After nearly two months of political wrangling, Congress finally reached a last-minute agreement late Tuesday evening to avoid sending the U.S. economy cartwheeling over the so-called “fiscal cliff”, the series of broad-based tax increases and automatic cuts to government spending that were borne from the deficit reduction agreement (a.k.a. the Budget Control Act) reached back in August 2011.
While the agreed upon legislation – entitled the American Taxpayer Relief Act of 2012 – is too modest to reduce the federal deficit in a meaningful way and essentially kicks the more contentious debate surrounding spending cuts to defense and entitlement programs down road, it should prevent consumers and businesses from locking up their wallets and throwing away the key.
Essentially the law will see federal revenue rise through a series of tax increases on wealthy households – a top rate income tax increase, adjustments to exemptions and itemized deductions, and higher rates on capital gains and dividends.
As far as low-income and middle class households are concerned – or the primary consumers of used vehicles – the legislation will prevent an increase in income taxes but will not stop the expiration of a 2 percentage point payroll tax reduction that was enacted two years ago to help stimulate the economy.
While this means that American households making between $40,000 and $50,000 will face an average tax increase of $579 in 2013, according to the Tax Policy Center's analysis, the expiration of the payroll tax “holiday” was largely expected. A hit to the pocketbook to be sure, but the increase isn’t expected to do much to derail overall consumer spending.
NADA’s most recent used vehicle price forecast for Q1 2013 essentially had a similar form of fiscal compromise factored in, which means that we’re still expecting used vehicle prices to dip by a slight 0.4% in the quarter relative to Q1 2012. So despite the lathered build up to the fiscal cliff resolution, the compromise will be enough to prevent an acute decline in used prices, meaning they should remain at a high level by historical standards near-term.
That being said, the fallout from the deficit agreement will continue to pose some risk to used vehicle prices over the coming months.

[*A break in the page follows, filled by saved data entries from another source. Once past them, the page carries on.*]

/*!
# Batch Solver
Scores many truth/inferred partition pairs, one per manifest entry.
Each entry is independent, so the work is spread over the rayon thread pool; results come back in manifest order.
A failed entry is logged and reported as `None` so that one bad file does not stop the batch.
*/
use anyhow::Context;
use indicatif::ParallelProgressIterator;
use log::{debug, error};
use rayon::prelude::*;
use std::path::Path;

use crate::parsing::manifest::ManifestEntry;
use crate::parsing::partition_file::{load_partition, InputFormat, ParseMode};
use crate::similarity::{PartitionComparison, ScoreConfig};
use crate::util::progress_bar::get_progress_style;

/// Loads a truth and an inferred partition from disk and scores them.
/// # Arguments
/// * `truth_fn` - the true partition file
/// * `inferred_fn` - the inferred partition file
/// * `format` - the file representation shared by both files
/// * `mode` - strictness for the partition format
/// * `config` - scoring controls
/// # Errors
/// * if either file fails to load
/// * if the partitions cover different elements
pub fn compare_files(
    truth_fn: &Path, inferred_fn: &Path,
    format: InputFormat, mode: ParseMode, config: ScoreConfig
) -> anyhow::Result<PartitionComparison> {
    let truth = load_partition(truth_fn, format, mode)?;
    let inferred = load_partition(inferred_fn, format, mode)?;
    debug!("Loaded {} truth clusters and {} inferred clusters", truth.num_clusters(), inferred.num_clusters());
    let comparison = PartitionComparison::compare(&truth, &inferred, config)
        .with_context(|| format!("Error while comparing {truth_fn:?} to {inferred_fn:?}:"))?;
    Ok(comparison)
}

/// Scores every manifest entry in parallel.
/// # Arguments
/// * `entries` - the comparisons to run
/// * `format` - the file representation shared by all files
/// * `mode` - strictness for the partition format
/// * `config` - scoring controls
pub fn solve_batch(
    entries: Vec<ManifestEntry>,
    format: InputFormat, mode: ParseMode, config: ScoreConfig
) -> Vec<(ManifestEntry, Option<PartitionComparison>)> {
    let style = get_progress_style();
    entries.into_par_iter()
        .map(|entry| {
            let comparison = match compare_files(entry.truth_filename(), entry.inferred_filename(), format, mode, config) {
                Ok(c) => Some(c),
                Err(e) => {
                    error!("Error while solving batch entry {:?}: {e:#}", entry.label());
                    None
                }
            };
            debug!("{} => {comparison:?}", entry.label());
            (entry, comparison)
        })
        .progress_with_style(style)
        .collect()
}
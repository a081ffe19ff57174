
use indicatif::{ProgressState, ProgressStyle};

/// Template for every progress bar we draw
const PROGRESS_TEMPLATE: &str = "[{elapsed_precise}] {bar:40.cyan/blue} {pos}/{len} ({percent}); ETA: {eta_precise}; {msg}";

/// Shared function to pull our progress bar styling
pub fn get_progress_style() -> ProgressStyle {
    let style = match ProgressStyle::with_template(PROGRESS_TEMPLATE) {
        Ok(style) => style,
        Err(_e) => ProgressStyle::default_bar()
    };
    style
        .with_key("percent", |state: &ProgressState, w: &mut dyn std::fmt::Write| {
            let _ = write!(w, "{:.1}%", state.fraction() * 100.0);
        })
        .progress_chars("##-")
}

use indexmap::IndexMap;
use itertools::Itertools;
use rustc_hash::FxHashSet as HashSet;
use std::fmt::Debug;
use std::hash::Hash;

use crate::data_types::errors::SimilarityError;

/// Anything we can cluster: needs hashing for lookups and a total order for reproducible positions
pub trait Element: Clone + Debug + Eq + Hash + Ord {}
impl<T: Clone + Debug + Eq + Hash + Ord> Element for T {}

/// A division of a finite set of elements into disjoint, non-empty clusters.
/// Cluster order is preserved from construction; elements inside a cluster are stored in ascending order.
#[derive(Clone, Debug, PartialEq, Eq)]
pub struct Partition<T: Element> {
    /// The clusters, each sorted ascending
    clusters: Vec<Vec<T>>,
    /// Total number of elements across all clusters
    num_elements: usize
}

impl<T: Element> Partition<T> {
    /// Creates a new partition from a list of clusters.
    /// # Arguments
    /// * `clusters` - the clusters, in the order they should be reported
    /// # Errors
    /// * if any cluster is empty
    /// * if any element is present in more than one cluster (or twice in one cluster)
    pub fn new(clusters: Vec<Vec<T>>) -> Result<Self, SimilarityError> {
        let mut seen: HashSet<T> = Default::default();
        let mut sorted_clusters = Vec::with_capacity(clusters.len());
        for (index, mut cluster) in clusters.into_iter().enumerate() {
            if cluster.is_empty() {
                return Err(SimilarityError::EmptyCluster { index });
            }
            for element in cluster.iter() {
                if !seen.insert(element.clone()) {
                    return Err(SimilarityError::DuplicateElement { element: format!("{element:?}") });
                }
            }
            cluster.sort_unstable();
            sorted_clusters.push(cluster);
        }

        Ok(Self {
            clusters: sorted_clusters,
            num_elements: seen.len()
        })
    }

    /// Internal constructor for clusters we built ourselves; must already be non-empty, sorted, and disjoint.
    fn from_sorted_disjoint(clusters: Vec<Vec<T>>) -> Self {
        debug_assert!(clusters.iter().all(|c| !c.is_empty()));
        let num_elements = clusters.iter().map(|c| c.len()).sum();
        Self {
            clusters,
            num_elements
        }
    }

    // getters
    pub fn clusters(&self) -> &[Vec<T>] {
        &self.clusters
    }

    pub fn num_clusters(&self) -> usize {
        self.clusters.len()
    }

    pub fn num_elements(&self) -> usize {
        self.num_elements
    }

    pub fn is_empty(&self) -> bool {
        self.num_elements == 0
    }

    /// Returns every element in ascending order.
    /// This is the position ordering used by `lists_to_labels`.
    pub fn sorted_elements(&self) -> Vec<T> {
        self.clusters.iter()
            .map(|c| c.iter())
            .kmerge()
            .cloned()
            .collect()
    }

    /// Returns true if both partitions group the elements identically, ignoring cluster order.
    pub fn same_grouping(&self, other: &Self) -> bool {
        if self.num_elements != other.num_elements || self.clusters.len() != other.clusters.len() {
            return false;
        }

        // clusters are sorted internally, so sorting the cluster lists gives a canonical form
        let lhs: Vec<&Vec<T>> = self.clusters.iter().sorted_unstable().collect();
        let rhs: Vec<&Vec<T>> = other.clusters.iter().sorted_unstable().collect();
        lhs == rhs
    }
}

/// Cluster labels for a fixed element ordering; position `i` holds the label of element `i`.
#[derive(Clone, Debug, Default, PartialEq, Eq)]
pub struct LabelVector<L> {
    labels: Vec<L>
}

impl<L> From<Vec<L>> for LabelVector<L> {
    fn from(labels: Vec<L>) -> Self {
        Self { labels }
    }
}

impl<L: Eq + Hash> LabelVector<L> {
    /// Constructor
    pub fn new(labels: Vec<L>) -> Self {
        Self { labels }
    }

    pub fn labels(&self) -> &[L] {
        &self.labels
    }

    pub fn len(&self) -> usize {
        self.labels.len()
    }

    pub fn is_empty(&self) -> bool {
        self.labels.is_empty()
    }

    /// Returns true if both label vectors group the positions identically, regardless of the label values.
    pub fn same_grouping<M: Eq + Hash>(&self, other: &LabelVector<M>) -> bool {
        // first-occurrence ordering makes the list form canonical
        self.len() == other.len() && labels_to_lists(self) == labels_to_lists(other)
    }
}

/// Groups positions by equal label.
/// Clusters are ordered by the first occurrence of their label scanning left-to-right, and positions inside a cluster are ascending.
/// # Arguments
/// * `labels` - the label assigned to each position
/// # Examples
/// ```rust
/// use clustsim::data_types::partition::{labels_to_lists, LabelVector};
/// let partition = labels_to_lists(&LabelVector::new(vec![3, 1, 4, 1, 5]));
/// assert_eq!(partition.clusters(), &[vec![0], vec![1, 3], vec![2], vec![4]]);
/// ```
pub fn labels_to_lists<L: Eq + Hash>(labels: &LabelVector<L>) -> Partition<usize> {
    let mut groups: IndexMap<&L, Vec<usize>> = IndexMap::new();
    for (position, label) in labels.labels.iter().enumerate() {
        groups.entry(label).or_default().push(position);
    }
    Partition::from_sorted_disjoint(groups.into_values().collect())
}

/// Assigns each element the index of the cluster containing it.
/// Positions follow the ascending element order (see `Partition::sorted_elements`).
/// # Arguments
/// * `partition` - the clusters to convert
/// # Examples
/// ```rust
/// use clustsim::data_types::partition::{lists_to_labels, Partition};
/// let partition = Partition::new(vec![vec![1, 5], vec![3], vec![2, 0, 4]]).unwrap();
/// assert_eq!(lists_to_labels(&partition).labels(), &[2, 0, 2, 1, 2, 0]);
/// ```
pub fn lists_to_labels<T: Element>(partition: &Partition<T>) -> LabelVector<usize> {
    let labels = partition.clusters.iter()
        .enumerate()
        .flat_map(|(cluster_index, cluster)| cluster.iter().map(move |element| (element, cluster_index)))
        .sorted_unstable_by(|(e1, _), (e2, _)| e1.cmp(e2))
        .map(|(_element, cluster_index)| cluster_index)
        .collect();
    LabelVector { labels }
}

The last minute deal means that the typical first quarter surge in demand that coincides with consumers receiving their tax rebate checks could be deferred as households may have to wait longer to file returns because the IRS must implement changes associated with the new law.
This would cause dealers to adjust inventory acquisition timing, which might catch some by surprise since many have become accustomed to building up supply earlier in the quarter over the past few years because the increased use of online filing has put rebate checks into consumer hands faster.
In addition, the U.S. has once again exceeded the debt limit set by Congress in two summers ago. While the Treasury has emergency power to keep the government running for a few more weeks, the reprieve will only last through early February.
Since Congress must act soon to once again extend the debt ceiling, the stage is set for a repeat of the querulous debate that took place less than two years ago that led to a U.S. debt-downgrade, helped tamp down consumer confidence and used vehicle prices.
Complicating matters, as part of the legislation just approved by Congress, the $100+ billion cut to federal spending that was to take place on January 2nd was only delayed for two months. This threat will be sure to exacerbate negotiations between politicians as they grope their way to another compromise aimed at reining in the federal deficit.
While the industry and the economy as a whole dodged a rather large bullet this week, there remain residual clouds on the horizon. Unfortunately the outcome and impact are largely dependent on how constructively our elected leaders choose to work together.